Oyun çok etkileyici, izlediğimize değdi, keyfimiz yerinde. Ekmekcikız'da oyun hakkında biraz daha ayrıntı olacak. 

Eve dönüş yolunda metroya ulaşana dek sert rüzgar sersemletiyor, lodos yine çıldırmış.
Metro aktarmasını yapıp tam zamanında son marmaray seferine yetişiyoruz, ohh!

Marmaray'da yıllar önce çalışma hayatından tanıştığım ve sevgiyle andığım K. hanım ve eşiyle rastlaşıyoruz, "seneden bir gün" diye takılıyorum. Geçen sene de bu sıralarda AKM'deki bir konserde rastlaşmıştık, çünkü. 



Oyun öncesi Lütfi Kırdar Salonu girişindeki terastan, lodoslu şehrin ışıklarına doğru bir bakış, 

27 Ekim 2024 Pazar

27 Ekim Pazar

Dün gece uykum çat çut bölünmeden uyuyabildim, bahtiyarım. Annem de rahat uyumuş, iki kez tuvalete kalkmış, biraz öksürmüş, fena değildi dedi.

Evde kahvaltı yapmak, annemdeki yemek işlerine dahil olmak derken öğlenden hemen sonra caddeye doğru yürüdüm.
CKM'de Nezaket Erden'in tek kişilik oyunu Sevgili Arsız Ölüm için bir aydan uzun zaman önce  alınmış iki biletin hakkını vermek üzere kızımla buluştuk. 

Oyun öncesi kahve içtik, biraz muhabbet ettik, sonra tiyatro katına Büyük Salona çıktık. 
Nezaket Erden ve Hakan Emre Ünal'ın, Latife Tekin’in  romanından uyarladığı Sevgili Arsız Ölüm – Dirmit’in  gösterimi izledik ve tüm salonla birlikte müthiş performansına hayran kaldık. 

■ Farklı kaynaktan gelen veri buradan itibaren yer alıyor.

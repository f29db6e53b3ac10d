// Copyright (c) 2025 Fabstir
// SPDX-License-Identifier: BUSL-1.1
//! Vision model manager for the classification, detection and segmentation models

use serde::Serialize;
use std::path::{Path, PathBuf};
use std::sync::Arc;

use crate::config::{TensorLayout, DEFAULT_CLASS_NAMES};
use crate::vision::classification::{ClassificationPredictor, OnnxClassifier};
use crate::vision::detection::{DetectionPredictor, YoloDetector};
use crate::vision::segmentation::{SegmentationPredictor, YoloSegmenter};

/// Configuration for loading vision models
#[derive(Debug, Clone)]
pub struct VisionModelConfig {
    /// Path to the classification ONNX file (optional)
    pub classification_model_path: Option<PathBuf>,
    /// Path to the detection ONNX file (optional)
    pub detection_model_path: Option<PathBuf>,
    /// Path to the segmentation ONNX file (optional)
    pub segmentation_model_path: Option<PathBuf>,
    pub classification_input_size: u32,
    pub classification_layout: TensorLayout,
    pub yolo_input_size: u32,
    pub iou_threshold: f32,
    /// Classifier labels, index-aligned with its output
    pub class_names: Vec<String>,
}

impl Default for VisionModelConfig {
    fn default() -> Self {
        Self {
            classification_model_path: Some(PathBuf::from(
                "./models/resnet50_densenet121_fusion.onnx",
            )),
            detection_model_path: Some(PathBuf::from("./models/best.onnx")),
            segmentation_model_path: Some(PathBuf::from("./models/yolov8s-seg.onnx")),
            classification_input_size: 224,
            classification_layout: TensorLayout::Nhwc,
            yolo_input_size: 640,
            iou_threshold: 0.7,
            class_names: DEFAULT_CLASS_NAMES.iter().map(|s| s.to_string()).collect(),
        }
    }
}

/// Load outcome of a single model
pub enum ModelState<T: ?Sized> {
    Loaded {
        model: Arc<T>,
        /// Reported in `models_used` (the model file name)
        identifier: String,
    },
    Unloaded {
        reason: String,
    },
}

impl<T: ?Sized> ModelState<T> {
    pub fn loaded(model: Arc<T>, identifier: impl Into<String>) -> Self {
        Self::Loaded {
            model,
            identifier: identifier.into(),
        }
    }

    pub fn unloaded(reason: impl Into<String>) -> Self {
        Self::Unloaded {
            reason: reason.into(),
        }
    }

    pub fn is_loaded(&self) -> bool {
        matches!(self, Self::Loaded { .. })
    }

    pub fn model(&self) -> Option<Arc<T>> {
        match self {
            Self::Loaded { model, .. } => Some(Arc::clone(model)),
            Self::Unloaded { .. } => None,
        }
    }

    pub fn identifier(&self) -> Option<&str> {
        match self {
            Self::Loaded { identifier, .. } => Some(identifier),
            Self::Unloaded { .. } => None,
        }
    }

    /// Why the model is unavailable
    pub fn reason(&self) -> Option<&str> {
        match self {
            Self::Loaded { .. } => None,
            Self::Unloaded { reason } => Some(reason),
        }
    }
}

impl<T: ?Sized> std::fmt::Debug for ModelState<T> {
    fn fmt(&self, f: &mut std::fmt::Formatter<'_>) -> std::fmt::Result {
        match self {
            Self::Loaded { identifier, .. } => {
                f.debug_struct("Loaded").field("identifier", identifier).finish()
            }
            Self::Unloaded { reason } => f.debug_struct("Unloaded").field("reason", reason).finish(),
        }
    }
}

/// Per-model availability, as reported by `/health`
#[derive(Debug, Clone, Copy, PartialEq, Eq, Serialize)]
pub struct ModelAvailability {
    pub classification: bool,
    pub detection: bool,
    pub segmentation: bool,
}

/// Information about a configured vision model
#[derive(Debug, Clone)]
pub struct VisionModelInfo {
    /// Model identifier, if loaded
    pub name: Option<String>,
    /// Model type (classification, detection, segmentation)
    pub model_type: String,
    /// Whether the model is available
    pub available: bool,
}

/// Manager for the three vision models
///
/// Each model loads independently. A model that fails to load is kept as
/// `Unloaded` with its reason and never prevents the service from starting.
/// The manager is read-only after construction and shared across requests.
pub struct VisionModelManager {
    classifier: ModelState<dyn ClassificationPredictor>,
    detector: ModelState<dyn DetectionPredictor>,
    segmenter: ModelState<dyn SegmentationPredictor>,
    class_names: Vec<String>,
}

impl VisionModelManager {
    /// Load every configured model. Missing or broken models are logged and
    /// recorded as unloaded.
    pub async fn new(config: VisionModelConfig) -> Self {
        let classifier = match config.classification_model_path {
            Some(ref path) => settle(
                "classification",
                path,
                OnnxClassifier::new(
                    path,
                    config.classification_input_size,
                    config.classification_layout,
                )
                .await
                .map(|model| Arc::new(model) as Arc<dyn ClassificationPredictor>),
            ),
            None => ModelState::unloaded("no classification model configured"),
        };

        let detector = match config.detection_model_path {
            Some(ref path) => settle(
                "detection",
                path,
                YoloDetector::new(path, config.yolo_input_size, config.iou_threshold)
                    .await
                    .map(|model| Arc::new(model) as Arc<dyn DetectionPredictor>),
            ),
            None => ModelState::unloaded("no detection model configured"),
        };

        let segmenter = match config.segmentation_model_path {
            Some(ref path) => settle(
                "segmentation",
                path,
                YoloSegmenter::new(path, config.yolo_input_size, config.iou_threshold)
                    .await
                    .map(|model| Arc::new(model) as Arc<dyn SegmentationPredictor>),
            ),
            None => ModelState::unloaded("no segmentation model configured"),
        };

        Self {
            classifier,
            detector,
            segmenter,
            class_names: config.class_names,
        }
    }

    /// Assemble a manager from already-resolved model states
    pub fn from_states(
        classifier: ModelState<dyn ClassificationPredictor>,
        detector: ModelState<dyn DetectionPredictor>,
        segmenter: ModelState<dyn SegmentationPredictor>,
        class_names: Vec<String>,
    ) -> Self {
        Self {
            classifier,
            detector,
            segmenter,
            class_names,
        }
    }

    /// Get the classifier if available
    pub fn get_classifier(&self) -> Option<Arc<dyn ClassificationPredictor>> {
        self.classifier.model()
    }

    /// Get the detector if available
    pub fn get_detector(&self) -> Option<Arc<dyn DetectionPredictor>> {
        self.detector.model()
    }

    /// Get the segmenter if available
    pub fn get_segmenter(&self) -> Option<Arc<dyn SegmentationPredictor>> {
        self.segmenter.model()
    }

    pub fn classifier_state(&self) -> &ModelState<dyn ClassificationPredictor> {
        &self.classifier
    }

    pub fn detector_state(&self) -> &ModelState<dyn DetectionPredictor> {
        &self.detector
    }

    pub fn segmenter_state(&self) -> &ModelState<dyn SegmentationPredictor> {
        &self.segmenter
    }

    pub fn has_classifier(&self) -> bool {
        self.classifier.is_loaded()
    }

    pub fn has_detector(&self) -> bool {
        self.detector.is_loaded()
    }

    pub fn has_segmenter(&self) -> bool {
        self.segmenter.is_loaded()
    }

    /// Configured classifier labels
    pub fn class_names(&self) -> &[String] {
        &self.class_names
    }

    pub fn availability(&self) -> ModelAvailability {
        ModelAvailability {
            classification: self.has_classifier(),
            detection: self.has_detector(),
            segmentation: self.has_segmenter(),
        }
    }

    /// List all vision models and whether they loaded
    pub fn list_models(&self) -> Vec<VisionModelInfo> {
        vec![
            VisionModelInfo {
                name: self.classifier.identifier().map(str::to_string),
                model_type: "classification".to_string(),
                available: self.has_classifier(),
            },
            VisionModelInfo {
                name: self.detector.identifier().map(str::to_string),
                model_type: "detection".to_string(),
                available: self.has_detector(),
            },
            VisionModelInfo {
                name: self.segmenter.identifier().map(str::to_string),
                model_type: "segmentation".to_string(),
                available: self.has_segmenter(),
            },
        ]
    }

    /// Log one status line per model
    pub fn log_status(&self) {
        log_state("Classification", &self.classifier);
        log_state("Detection", &self.detector);
        log_state("Segmentation", &self.segmenter);
    }
}

/// Turn a load result into a model state, logging the outcome
fn settle<T: ?Sized>(kind: &str, path: &Path, result: anyhow::Result<Arc<T>>) -> ModelState<T> {
    match result {
        Ok(model) => {
            tracing::info!("✅ {} model loaded from {}", kind, path.display());
            ModelState::loaded(model, model_identifier(path))
        }
        Err(e) => {
            tracing::warn!(
                "⚠️ Failed to load {} model from {}: {:#}",
                kind,
                path.display(),
                e
            );
            ModelState::unloaded(format!("{:#}", e))
        }
    }
}

/// Identifier reported for a model file
pub fn model_identifier(path: &Path) -> String {
    path.file_name()
        .map(|name| name.to_string_lossy().into_owned())
        .unwrap_or_else(|| path.display().to_string())
}

fn log_state<T: ?Sized>(kind: &str, state: &ModelState<T>) {
    match state {
        ModelState::Loaded { identifier, .. } => {
            tracing::info!("   {:<15} LOADED ({})", kind, identifier)
        }
        ModelState::Unloaded { reason } => {
            tracing::warn!("   {:<15} NOT LOADED ({})", kind, reason)
        }
    }
}
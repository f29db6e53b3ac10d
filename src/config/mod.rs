// Copyright (c) 2025 Fabstir
// SPDX-License-Identifier: BUSL-1.1
pub mod server;

pub use server::{ServerConfig, TensorLayout, DEFAULT_CLASS_NAMES, DEFAULT_CORS_ORIGINS};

Mahalledeki Amerikan sarmaşıkları kızarmaya başladılar.
Bugün aynı cins iki ağaç gördüm, yanyana idiler ve birisinin yaprakları sapsarı olmuşken diğeri henüz yeşildi. Doğanın oyunları işte...


31 Temmuz 2024 Çarşamba

31 Temmuz Çarşamba

Güle güle Temmuz!
Giderayak Genco'yu da götürdün ya... 
... diyecek söz bulamıyorum.
Oysa, Genco Erkal gideceği hiç aklıma gelmeyenlerden, hatta gitmeyeceğini düşündüklerimdendi.

50 yılı geçmiş olmalı, siyah beyaz televizyon yeni yeni yayılıyor, her evde yok. Hafızam beni yanıltmıyorsa, Bursa Yenişehir'de Babasultan Parkındaki kır kahvesi gazino karması açık alandaki televizyonda "Bir Deli'nin Hatıra Defteri"ni seyretmiştim, Genco Erkal tek başına oynuyordu, hayran kalmıştım. Bir de yine televizyonda izlediğim Aslan Asker Şvayk oyunu onunla anılırdı.

Daha sonraki yıllarda onu tiyatro sahnesinde (Kerem Gibi, Yalınayak Sokrates, Ben Bertolt Brecht) bir kaç kez canlı izlemek de unutulmaz anılarımdır.



Bugün,
İstanbul semalarında bir martı,
Uçuyor...

29 Şubat 2024 Perşembe

29 Şubat Perşembe

Artık yılın artık günündeyiz, dört yılda bir gelen bu fırsatı kaçırmıyorum ve yazıya merhabalardan bir demet ileterek başlıyorum. 
Aç parantez ( iki gün önce linkini verdiğim Ferhangi Şeyler oyununu izledim bitirdim, haliyle pek çok lafı yeniden dilime pelesenk oldu ) kapa parantez.
İzlediğim versiyon 1993 yılına aitmiş, oyunun Ferhan Şensoy'un günlük gazeteleri okuyup yorum yaptığı bölümünde adı geçen S. Demirel, E. İnönü, M. Yılmaz, T. Özal da  tıpkı yazarın kendisi gibi çoktan toprak oldu. Oysa o replikler havada uçuşmaya devam ediyor. Hayat, ne tuhaf...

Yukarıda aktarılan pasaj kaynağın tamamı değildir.